Making the Connection

Most editors prefer email, but if you have breaking news, a phone call may be appreciated. You can usually find their email address online at the publication’s Web site, through a database service that tracks contact information for media, or by calling the publication directly. When emailing, the note should be short – no more than one screen of text.

Tie Pitches to Editorial Calendars

Most magazines have editorial calendars, where editorial and advertising staff members outline the topics to be addressed in each future issue. In addition to providing editors with real stories about real people, it often helps to suggest where your story might fit in their editorial calendar. (Hint: Most magazines have a long lead-time – sometimes up to six months – because of writing, editing and printing needs.)

Standing Out in the Inbox
With so many emails sitting in an editor’s inbox, creating a catchy subject line can help draw attention to your pitch. Keep the subject line short – under eight words. Try something like “Story Idea: saving teachers time and money.” This subject line indicates that the email is not a news release and hints to the content of the email.
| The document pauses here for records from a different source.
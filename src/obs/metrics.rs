//! Process-local counters folded by [`super::sink::GlobalMetricsSink`].
//!
//! Deliberately thread-local rather than a language-level global, matching
//! the transaction-scoped-state design note in spec.md §9 ("Global state"):
//! the counters here are diagnostic aggregate, not part of any transaction's
//! correctness-relevant state, so a simple `Cell`/`RefCell` pair is enough.

use std::cell::RefCell;

#[derive(Clone, Copy, Debug, Default)]
pub struct Counters {
    pub adjacency_puts: u64,
    pub adjacency_mirror_puts: u64,
    pub adjacency_commits: u64,
    pub iterator_seeks: u64,
    pub iterator_merge_fanin_max: u64,
    pub traversal_steps_advanced: u64,
    pub traversal_backtracks: u64,
    pub traversal_scope_clears: u64,
    pub traversal_seek_skips: u64,
}

thread_local! {
    static STATE: RefCell<Counters> = RefCell::new(Counters::default());
}

pub(crate) fn with_state_mut<R>(f: impl FnOnce(&mut Counters) -> R) -> R {
    STATE.with(|cell| f(&mut cell.borrow_mut()))
}

/// Snapshot the current counters.
#[must_use]
pub fn report() -> Counters {
    STATE.with(|cell| *cell.borrow())
}

/// Reset all counters to zero.
pub fn reset() {
    STATE.with(|cell| *cell.borrow_mut() = Counters::default());
}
The goal is to have the editor open the email.

Catchy and Concise
Once an editor opens your email, you have to persuade him or her to read it. Create a catchy, concise opening that tells them what you’re going to tell them. Deliver your pitch briefly, and then offer to help them garner additional information. If editors like what they read, they usually will reply to request additional information.

Providing Value
The most important thing to remember is that editors are writing for a specific audience and their audience does not want to read about companies and products. They want to read stories about interesting people doing interesting things with interesting products. Provide value to editors by understanding their job – give them examples of how real teachers, administrators and students are using your products and give them contact information for those customers in case the editors have questions.

The opinions expressed in edbizbuzz are strictly those of the author(s) and do not reflect the opinions or endorsement of Editorial Projects in Education, or any of its publications.